[Provided records]
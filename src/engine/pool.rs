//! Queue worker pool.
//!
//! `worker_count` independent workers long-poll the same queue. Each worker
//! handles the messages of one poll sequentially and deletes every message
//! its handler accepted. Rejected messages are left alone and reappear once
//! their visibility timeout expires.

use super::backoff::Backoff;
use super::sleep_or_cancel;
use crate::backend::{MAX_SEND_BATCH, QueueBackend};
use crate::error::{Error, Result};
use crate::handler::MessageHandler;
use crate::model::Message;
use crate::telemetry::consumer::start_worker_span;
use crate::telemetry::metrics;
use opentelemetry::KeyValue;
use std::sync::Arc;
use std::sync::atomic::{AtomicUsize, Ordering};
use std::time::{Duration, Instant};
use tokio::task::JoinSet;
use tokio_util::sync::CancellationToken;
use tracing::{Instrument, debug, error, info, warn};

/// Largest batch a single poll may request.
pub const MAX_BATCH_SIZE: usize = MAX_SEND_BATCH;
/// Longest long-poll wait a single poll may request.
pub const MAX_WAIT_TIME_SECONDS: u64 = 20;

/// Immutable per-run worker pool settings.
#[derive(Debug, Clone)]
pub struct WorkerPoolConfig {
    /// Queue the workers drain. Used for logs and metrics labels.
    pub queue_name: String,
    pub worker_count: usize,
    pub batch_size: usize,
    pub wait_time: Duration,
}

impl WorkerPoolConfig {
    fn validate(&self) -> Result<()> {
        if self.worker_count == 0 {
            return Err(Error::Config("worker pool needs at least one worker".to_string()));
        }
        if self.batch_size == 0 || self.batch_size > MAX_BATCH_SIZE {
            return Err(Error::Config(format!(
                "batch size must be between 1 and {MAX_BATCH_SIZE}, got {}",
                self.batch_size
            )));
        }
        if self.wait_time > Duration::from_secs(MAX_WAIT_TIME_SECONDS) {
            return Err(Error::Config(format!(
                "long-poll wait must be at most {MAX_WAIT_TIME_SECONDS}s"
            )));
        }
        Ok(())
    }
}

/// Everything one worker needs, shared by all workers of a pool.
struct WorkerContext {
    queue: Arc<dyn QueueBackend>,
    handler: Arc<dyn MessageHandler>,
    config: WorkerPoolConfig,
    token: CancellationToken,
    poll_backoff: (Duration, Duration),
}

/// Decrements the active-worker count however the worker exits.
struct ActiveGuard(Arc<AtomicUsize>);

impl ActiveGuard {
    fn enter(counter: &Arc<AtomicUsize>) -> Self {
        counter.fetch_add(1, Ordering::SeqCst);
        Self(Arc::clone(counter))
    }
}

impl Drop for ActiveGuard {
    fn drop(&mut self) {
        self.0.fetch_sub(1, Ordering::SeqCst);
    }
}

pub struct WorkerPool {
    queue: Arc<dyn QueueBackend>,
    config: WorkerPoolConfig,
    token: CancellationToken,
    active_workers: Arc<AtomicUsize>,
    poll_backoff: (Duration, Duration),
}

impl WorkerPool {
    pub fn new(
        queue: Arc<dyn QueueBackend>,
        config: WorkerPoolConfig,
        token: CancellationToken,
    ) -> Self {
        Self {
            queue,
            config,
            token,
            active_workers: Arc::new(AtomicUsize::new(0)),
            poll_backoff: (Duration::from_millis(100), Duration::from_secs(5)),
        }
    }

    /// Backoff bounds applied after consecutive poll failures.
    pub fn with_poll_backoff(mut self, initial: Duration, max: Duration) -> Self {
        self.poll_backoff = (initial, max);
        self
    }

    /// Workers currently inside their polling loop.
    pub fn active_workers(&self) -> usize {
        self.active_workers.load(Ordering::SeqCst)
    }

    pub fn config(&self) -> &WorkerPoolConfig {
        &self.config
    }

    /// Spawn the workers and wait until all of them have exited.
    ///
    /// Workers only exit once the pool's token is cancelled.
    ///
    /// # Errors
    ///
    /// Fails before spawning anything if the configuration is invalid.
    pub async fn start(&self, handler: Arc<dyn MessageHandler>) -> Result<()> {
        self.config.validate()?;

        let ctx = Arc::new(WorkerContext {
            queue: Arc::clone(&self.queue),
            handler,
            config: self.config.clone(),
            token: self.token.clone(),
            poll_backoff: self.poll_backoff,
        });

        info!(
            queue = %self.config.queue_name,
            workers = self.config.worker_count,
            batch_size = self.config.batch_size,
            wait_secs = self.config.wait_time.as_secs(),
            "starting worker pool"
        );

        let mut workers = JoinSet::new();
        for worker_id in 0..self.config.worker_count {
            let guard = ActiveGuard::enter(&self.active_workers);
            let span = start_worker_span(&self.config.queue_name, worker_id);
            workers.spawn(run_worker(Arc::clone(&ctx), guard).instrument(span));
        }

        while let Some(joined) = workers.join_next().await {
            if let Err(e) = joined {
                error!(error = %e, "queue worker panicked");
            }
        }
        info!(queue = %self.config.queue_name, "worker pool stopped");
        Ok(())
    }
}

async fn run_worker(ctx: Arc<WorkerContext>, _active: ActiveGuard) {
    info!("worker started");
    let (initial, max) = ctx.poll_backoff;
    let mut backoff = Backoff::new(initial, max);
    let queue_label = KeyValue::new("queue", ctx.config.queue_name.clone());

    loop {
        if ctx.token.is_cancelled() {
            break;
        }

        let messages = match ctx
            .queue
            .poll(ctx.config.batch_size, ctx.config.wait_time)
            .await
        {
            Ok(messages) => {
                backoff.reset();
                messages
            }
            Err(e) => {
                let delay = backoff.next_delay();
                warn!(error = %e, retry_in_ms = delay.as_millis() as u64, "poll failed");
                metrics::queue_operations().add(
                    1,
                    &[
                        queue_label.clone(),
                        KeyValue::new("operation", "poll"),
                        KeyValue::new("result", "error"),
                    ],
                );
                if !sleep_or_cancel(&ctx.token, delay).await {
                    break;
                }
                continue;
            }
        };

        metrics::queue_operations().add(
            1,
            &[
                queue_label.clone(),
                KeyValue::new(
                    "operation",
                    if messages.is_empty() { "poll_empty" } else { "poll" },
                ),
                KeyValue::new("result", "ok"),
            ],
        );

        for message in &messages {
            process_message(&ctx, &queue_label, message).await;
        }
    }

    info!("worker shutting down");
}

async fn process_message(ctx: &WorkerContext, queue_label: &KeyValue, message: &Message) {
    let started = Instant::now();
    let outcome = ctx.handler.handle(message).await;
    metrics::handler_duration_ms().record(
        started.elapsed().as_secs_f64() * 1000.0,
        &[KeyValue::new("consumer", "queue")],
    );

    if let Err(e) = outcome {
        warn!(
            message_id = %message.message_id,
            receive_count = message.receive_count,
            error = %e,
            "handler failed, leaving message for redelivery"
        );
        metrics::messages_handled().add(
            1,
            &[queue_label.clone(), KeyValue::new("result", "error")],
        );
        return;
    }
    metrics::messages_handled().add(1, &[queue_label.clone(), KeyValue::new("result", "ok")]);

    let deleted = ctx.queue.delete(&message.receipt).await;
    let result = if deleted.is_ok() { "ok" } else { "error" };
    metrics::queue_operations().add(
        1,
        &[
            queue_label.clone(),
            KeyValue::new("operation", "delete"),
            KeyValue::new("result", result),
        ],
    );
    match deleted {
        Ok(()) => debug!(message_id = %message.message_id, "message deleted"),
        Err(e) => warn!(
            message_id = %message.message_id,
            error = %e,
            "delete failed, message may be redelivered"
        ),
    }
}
[/Provided records]
[Provided records]
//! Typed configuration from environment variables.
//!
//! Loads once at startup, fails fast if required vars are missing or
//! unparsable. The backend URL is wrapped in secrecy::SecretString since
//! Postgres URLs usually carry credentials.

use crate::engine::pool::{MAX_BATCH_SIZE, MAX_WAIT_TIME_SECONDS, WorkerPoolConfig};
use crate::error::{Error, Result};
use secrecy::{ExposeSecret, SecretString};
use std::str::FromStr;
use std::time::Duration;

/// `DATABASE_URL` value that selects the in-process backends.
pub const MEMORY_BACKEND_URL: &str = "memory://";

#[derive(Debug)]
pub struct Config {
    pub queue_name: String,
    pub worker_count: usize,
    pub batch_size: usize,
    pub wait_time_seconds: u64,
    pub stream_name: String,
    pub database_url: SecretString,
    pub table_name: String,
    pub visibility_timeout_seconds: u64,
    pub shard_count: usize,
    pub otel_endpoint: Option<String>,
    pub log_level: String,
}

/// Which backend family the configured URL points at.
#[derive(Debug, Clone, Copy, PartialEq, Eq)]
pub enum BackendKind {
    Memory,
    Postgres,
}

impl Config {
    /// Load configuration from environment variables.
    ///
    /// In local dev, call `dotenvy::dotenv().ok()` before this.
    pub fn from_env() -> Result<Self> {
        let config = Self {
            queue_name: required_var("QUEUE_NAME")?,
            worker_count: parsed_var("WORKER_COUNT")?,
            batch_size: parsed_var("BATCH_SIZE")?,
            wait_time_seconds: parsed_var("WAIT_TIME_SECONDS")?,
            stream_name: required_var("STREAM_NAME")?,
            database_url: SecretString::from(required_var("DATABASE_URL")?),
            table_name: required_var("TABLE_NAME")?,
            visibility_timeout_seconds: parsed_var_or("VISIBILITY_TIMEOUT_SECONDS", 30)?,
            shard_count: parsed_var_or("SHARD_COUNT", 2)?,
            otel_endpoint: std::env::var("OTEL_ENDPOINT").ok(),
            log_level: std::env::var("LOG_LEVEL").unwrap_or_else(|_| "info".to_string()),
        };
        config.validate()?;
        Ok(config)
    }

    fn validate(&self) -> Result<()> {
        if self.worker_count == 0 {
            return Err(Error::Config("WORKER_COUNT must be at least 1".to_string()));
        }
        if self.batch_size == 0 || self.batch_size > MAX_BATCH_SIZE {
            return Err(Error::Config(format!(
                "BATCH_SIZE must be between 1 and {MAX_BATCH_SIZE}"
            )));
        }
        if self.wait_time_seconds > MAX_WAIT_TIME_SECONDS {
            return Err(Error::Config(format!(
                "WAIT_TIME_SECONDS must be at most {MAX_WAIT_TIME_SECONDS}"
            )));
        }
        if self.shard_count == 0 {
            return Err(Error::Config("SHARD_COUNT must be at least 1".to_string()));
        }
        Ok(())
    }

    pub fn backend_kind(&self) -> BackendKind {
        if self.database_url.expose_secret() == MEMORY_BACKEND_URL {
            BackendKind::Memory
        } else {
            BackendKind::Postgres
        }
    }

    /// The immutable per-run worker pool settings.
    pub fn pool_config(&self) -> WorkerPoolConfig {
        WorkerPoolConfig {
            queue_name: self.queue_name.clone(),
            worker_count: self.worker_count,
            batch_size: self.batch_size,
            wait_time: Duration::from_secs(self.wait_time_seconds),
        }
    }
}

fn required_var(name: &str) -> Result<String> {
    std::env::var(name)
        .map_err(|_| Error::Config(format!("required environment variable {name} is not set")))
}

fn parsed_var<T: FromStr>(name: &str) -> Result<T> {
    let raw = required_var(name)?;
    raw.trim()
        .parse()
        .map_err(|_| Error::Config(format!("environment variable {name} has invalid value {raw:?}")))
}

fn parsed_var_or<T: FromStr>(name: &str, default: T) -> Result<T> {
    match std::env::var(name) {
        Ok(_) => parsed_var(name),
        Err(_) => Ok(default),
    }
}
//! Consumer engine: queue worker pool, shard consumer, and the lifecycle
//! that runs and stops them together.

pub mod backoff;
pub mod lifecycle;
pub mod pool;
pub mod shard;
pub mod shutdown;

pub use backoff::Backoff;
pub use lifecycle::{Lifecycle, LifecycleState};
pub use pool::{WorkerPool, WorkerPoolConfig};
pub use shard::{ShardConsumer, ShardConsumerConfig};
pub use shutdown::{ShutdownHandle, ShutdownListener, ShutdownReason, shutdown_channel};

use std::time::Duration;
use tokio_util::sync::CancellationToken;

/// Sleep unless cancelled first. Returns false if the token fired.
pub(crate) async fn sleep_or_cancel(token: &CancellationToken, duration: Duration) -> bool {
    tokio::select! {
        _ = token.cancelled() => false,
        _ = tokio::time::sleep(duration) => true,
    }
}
[/Provided records]
What needs to be done:
Only lines of the material that contain the word "least" belong in the answer; copy each one.

Solved exercise:
            return Err(Error::Config("worker pool needs at least one worker".to_string()));
            return Err(Error::Config("WORKER_COUNT must be at least 1".to_string()));
            return Err(Error::Config("SHARD_COUNT must be at least 1".to_string()));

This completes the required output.